Desde que se lembrava, nunca tinha visto seu pai tão contente. Finalmente conseguiu não desapontá-lo.
Tudo isso graças a Shihui-kun.
Hinata ergueu o olhar, encontrando os olhos dele. Seu corpo estremeceu e desviou rapidamente.
“Depois da aula, use seus olhos para me ajudar com uma coisa,” pediu Shihui casualmente. Queria testar se o lendário Byakugan conseguia enxergar seu Gu de Jade Branco.
“Sem problemas! Tudo o que você pedir, eu... eu posso fazer...” Hinata respondeu com um tom animado, mas sua voz foi diminuindo, a ponto de Shihui não ouvir.
Na sala, a maioria dos alunos já estava presente.
“Shihui!”
“Shihui-kun!”
Duas vozes soaram ao mesmo tempo. Yamanaka Ino olhou para Naruto Uzumaki com desgosto. Por que até nisso ele quer competir?
Hinata, ansiosa, ativou seus olhos. Shihui-kun era muito popular.
Uchiha Sasuke se perguntou: como alguém tão rodeado de admiradores podia ser tão forte?
Como ele treinava, afinal?
Mas Sasuke logo descobriria a resposta, graças à sua mãe.
“Shino.”
Shihui sentou-se em seu lugar.
“Hã?” Shino Aburame ficou surpreso. Era a primeira vez que o irmão mais velho lhe dirigia a palavra antes de tudo, geralmente era Ino ou Hinata.
Sentiu-se lisonjeado... ou talvez não. Já havia suspeitado várias vezes que não eram irmãos de verdade.
“Pai estará em casa esta noite?” Shihui perguntou.
“Sim,” respondeu Shino, um pouco confuso.
“Então vou passar lá hoje,” disse Shihui, assentindo.
“Ah?” Shino ficou boquiaberto.
“Por que esse espanto?” Shihui olhou para ele. “É minha casa, é estranho eu ir?”
Você sabe que é sua casa! Shino não pôde evitar reclamar em silêncio. Faz quase uma semana que não volta! Quem não conhece, pensa que foi adotado por Tsunade-sama.

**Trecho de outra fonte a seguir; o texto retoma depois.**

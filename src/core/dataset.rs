use ordered_float::OrderedFloat;
use serde::{Deserialize, Serialize};
use tracing::warn;

use crate::core::validation::validate;
use crate::core::{Point, Range};
use crate::error::ChartResult;

/// Ordered sequence of points.
///
/// A dataset is never mutated in place once accepted; projection and
/// windowing return new datasets.
#[derive(Debug, Clone, PartialEq, Default, Serialize, Deserialize)]
#[serde(transparent)]
pub struct Dataset {
    points: Vec<Point>,
}

impl Dataset {
    /// Wraps points as-is. Use [`Dataset::validated`] at the data boundary.
    #[must_use]
    pub fn new(points: Vec<Point>) -> Self {
        Self { points }
    }

    /// Wraps points after they pass [`validate`].
    pub fn validated(points: Vec<Point>) -> ChartResult<Self> {
        let dataset = Self::new(points);
        validate(&dataset)?;
        Ok(dataset)
    }

    /// Lenient acceptance path for raw feeds.
    ///
    /// Drops non-finite samples, sorts by `x` and keeps the last sample of
    /// each run of equal `x` values. The result always passes validation
    /// unless it is empty.
    #[must_use]
    pub fn canonicalize(mut points: Vec<Point>) -> Self {
        let original_len = points.len();
        points.retain(|point| point.is_finite());
        points.sort_by_key(|point| OrderedFloat(point.x));

        let mut deduped: Vec<Point> = Vec::with_capacity(points.len());
        let mut duplicate_count = 0_usize;
        for point in points {
            if let Some(last) = deduped.last_mut() {
                if OrderedFloat(point.x) == OrderedFloat(last.x) {
                    *last = point;
                    duplicate_count += 1;
                    continue;
                }
            }
            deduped.push(point);
        }

        let filtered_count = original_len.saturating_sub(deduped.len() + duplicate_count);
        if filtered_count > 0 || duplicate_count > 0 {
            warn!(
                filtered_count,
                duplicate_count,
                canonical_count = deduped.len(),
                "canonicalized dataset"
            );
        }
        Self::new(deduped)
    }

    #[must_use]
    pub fn points(&self) -> &[Point] {
        &self.points
    }

    #[must_use]
    pub fn into_points(self) -> Vec<Point> {
        self.points
    }

    #[must_use]
    pub fn len(&self) -> usize {
        self.points.len()
    }

    #[must_use]
    pub fn is_empty(&self) -> bool {
        self.points.is_empty()
    }

    pub fn iter(&self) -> std::slice::Iter<'_, Point> {
        self.points.iter()
    }

    /// Extent of the `x` values, `None` when empty or non-finite.
    #[must_use]
    pub fn x_range(&self) -> Option<Range> {
        Range::from_values(self.points.iter().map(|point| point.x))
    }

    /// Extent of the `y` values, `None` when empty or non-finite.
    #[must_use]
    pub fn y_range(&self) -> Option<Range> {
        Range::from_values(self.points.iter().map(|point| point.y))
    }

    /// Returns the points whose `x` lies inside the inclusive window.
    #[must_use]
    pub fn points_in_window(&self, x_window: Range) -> Self {
        self.points
            .iter()
            .copied()
            .filter(|point| x_window.contains(point.x))
            .collect()
    }

    /// Index of the projected point whose `offset.x` is nearest `canvas_x`.
    ///
    /// Relies on offsets increasing with index, which holds for any
    /// validated dataset after projection. Ties resolve to the lower index.
    #[must_use]
    pub fn nearest_by_offset_x(&self, canvas_x: f64) -> Option<usize> {
        if self.points.is_empty() || !canvas_x.is_finite() {
            return None;
        }

        let upper = self
            .points
            .partition_point(|point| point.offset.x < canvas_x);
        if upper == 0 {
            return Some(0);
        }
        if upper == self.points.len() {
            return Some(upper - 1);
        }

        let below = canvas_x - self.points[upper - 1].offset.x;
        let above = self.points[upper].offset.x - canvas_x;
        if below <= above {
            Some(upper - 1)
        } else {
            Some(upper)
        }
    }
}

impl FromIterator<Point> for Dataset {
    fn from_iter<I: IntoIterator<Item = Point>>(iter: I) -> Self {
        Self::new(iter.into_iter().collect())
    }
}

impl From<Vec<Point>> for Dataset {
    fn from(points: Vec<Point>) -> Self {
        Self::new(points)
    }
}

impl<'a> IntoIterator for &'a Dataset {
    type Item = &'a Point;
    type IntoIter = std::slice::Iter<'a, Point>;

    fn into_iter(self) -> Self::IntoIter {
        self.points.iter()
    }
}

“Não é estranho,” respondeu Shino, forçando um sorriso.
O tempo passou em meio à conversa. Com o toque do sinal, Iruka Umino entrou na sala.

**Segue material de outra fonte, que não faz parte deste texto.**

use serde::{Deserialize, Serialize};
use thiserror::Error;

pub type ChartResult<T> = Result<T, ChartError>;

#[derive(Debug, Error, PartialEq)]
pub enum ChartError {
    #[error("degenerate range: start={start}, end={end}")]
    DegenerateRange { start: f64, end: f64 },

    #[error("invalid tick count: max_ticks={max_ticks} (must be >= 2)")]
    InvalidTickCount { max_ticks: usize },

    #[error("invalid canvas size: width={width}, height={height}")]
    InvalidCanvas { width: f64, height: f64 },

    #[error("invalid data: {0}")]
    InvalidData(String),

    #[error(transparent)]
    Validation(#[from] ValidationError),
}

/// Coordinate component named in validation errors.
#[derive(Debug, Clone, Copy, PartialEq, Eq, Serialize, Deserialize)]
pub enum Coordinate {
    X,
    Y,
}

impl std::fmt::Display for Coordinate {
    fn fmt(&self, f: &mut std::fmt::Formatter<'_>) -> std::fmt::Result {
        match self {
            Self::X => f.write_str("x"),
            Self::Y => f.write_str("y"),
        }
    }
}

/// Stable reason code for a rejected dataset.
#[derive(Debug, Clone, Copy, PartialEq, Eq, Hash, Serialize, Deserialize)]
pub enum ValidationReason {
    Empty,
    NanCoordinate,
    InfiniteCoordinate,
    DuplicateX,
    NonIncreasingX,
}

#[derive(Debug, Clone, Copy, Error, PartialEq)]
pub enum ValidationError {
    #[error("dataset is empty")]
    Empty,

    #[error("point {index} has NaN {coordinate}")]
    NanCoordinate { index: usize, coordinate: Coordinate },

    #[error("point {index} has infinite {coordinate}")]
    InfiniteCoordinate { index: usize, coordinate: Coordinate },

    #[error("point {index} repeats x={x}")]
    DuplicateX { index: usize, x: f64 },

    #[error("point {index} has x={x} which is below previous x={previous}")]
    NonIncreasingX { index: usize, previous: f64, x: f64 },
}

impl ValidationError {
    #[must_use]
    pub fn reason(self) -> ValidationReason {
        match self {
            Self::Empty => ValidationReason::Empty,
            Self::NanCoordinate { .. } => ValidationReason::NanCoordinate,
            Self::InfiniteCoordinate { .. } => ValidationReason::InfiniteCoordinate,
            Self::DuplicateX { .. } => ValidationReason::DuplicateX,
            Self::NonIncreasingX { .. } => ValidationReason::NonIncreasingX,
        }
    }

    /// Index of the offending point, when the failure is tied to one.
    #[must_use]
    pub fn index(self) -> Option<usize> {
        match self {
            Self::Empty => None,
            Self::NanCoordinate { index, .. }
            | Self::InfiniteCoordinate { index, .. }
            | Self::DuplicateX { index, .. }
            | Self::NonIncreasingX { index, .. } => Some(index),
        }
    }
}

Ele deixou o livro sobre a mesa e perguntou: “Uma boa notícia e uma má notícia. Qual querem ouvir primeiro?”
“Boa notícia!” Muitos responderam em coro.
“A boa notícia é que a aula prática da tarde será junto com a turma do segundo ano A,” Iruka sorriu. “Se quiserem, podem desafiar seus colegas mais velhos.”

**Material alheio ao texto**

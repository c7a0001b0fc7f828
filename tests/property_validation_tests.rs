use linechart_core::ValidationReason;
use linechart_core::core::{Dataset, Point, validate};
use proptest::prelude::*;

fn finite_points() -> impl Strategy<Value = Vec<Point>> {
    prop::collection::vec((-10_000.0f64..10_000.0, -10_000.0f64..10_000.0), 2..96)
        .prop_map(|raw| raw.into_iter().map(|(x, y)| Point::new(x, y)).collect())
}

/// Sorted by X with duplicate X values removed; at least two points.
fn accepted_points() -> impl Strategy<Value = Vec<Point>> {
    finite_points()
        .prop_map(|points| Dataset::canonicalize(points).into_points())
        .prop_filter("needs two distinct x values", |points| points.len() >= 2)
}

proptest! {
    #![proptest_config(ProptestConfig::with_cases(256))]

    #[test]
    fn sorted_deduplicated_points_are_accepted(points in accepted_points()) {
        prop_assert_eq!(validate(&Dataset::new(points)), Ok(()));
    }

    #[test]
    fn injected_nan_is_rejected(
        points in accepted_points(),
        position in any::<prop::sample::Index>(),
        on_x in any::<bool>(),
    ) {
        let mut points = points;
        let index = position.index(points.len());
        if on_x {
            points[index].x = f64::NAN;
        } else {
            points[index].y = f64::NAN;
        }

        let err = validate(&Dataset::new(points)).expect_err("nan must be rejected");
        prop_assert_eq!(err.reason(), ValidationReason::NanCoordinate);
        prop_assert_eq!(err.index(), Some(index));
    }

    #[test]
    fn injected_duplicate_x_is_rejected(
        points in accepted_points(),
        position in any::<prop::sample::Index>(),
    ) {
        let mut points = points;
        let index = 1 + position.index(points.len() - 1);
        points[index].x = points[index - 1].x;

        let err = validate(&Dataset::new(points)).expect_err("duplicate must be rejected");
        prop_assert_eq!(err.reason(), ValidationReason::DuplicateX);
        prop_assert_eq!(err.index(), Some(index));
    }

    #[test]
    fn injected_out_of_order_x_is_rejected(
        points in accepted_points(),
        position in any::<prop::sample::Index>(),
    ) {
        let mut points = points;
        let index = 1 + position.index(points.len() - 1);
        points.swap(index - 1, index);

        let err = validate(&Dataset::new(points)).expect_err("inversion must be rejected");
        prop_assert_eq!(err.reason(), ValidationReason::NonIncreasingX);
        prop_assert_eq!(err.index(), Some(index));
    }
}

Sasuke ficou imediatamente interessado. Queria enfrentar o prodígio da família Hyuga, Neji Hyuga. Apenas um ano de diferença; talvez pudesse vencer.
Hinata, nervosa, cruzou as mãos sobre o peito.
“A má notícia é que, por causa do exame Chuunin, na sexta-feira haverá um dia de folga.”
Ao terminar, Iruka mal teve tempo de completar a frase antes de a sala explodir em comemoração. Para os alunos, nada era melhor do que um dia de descanso.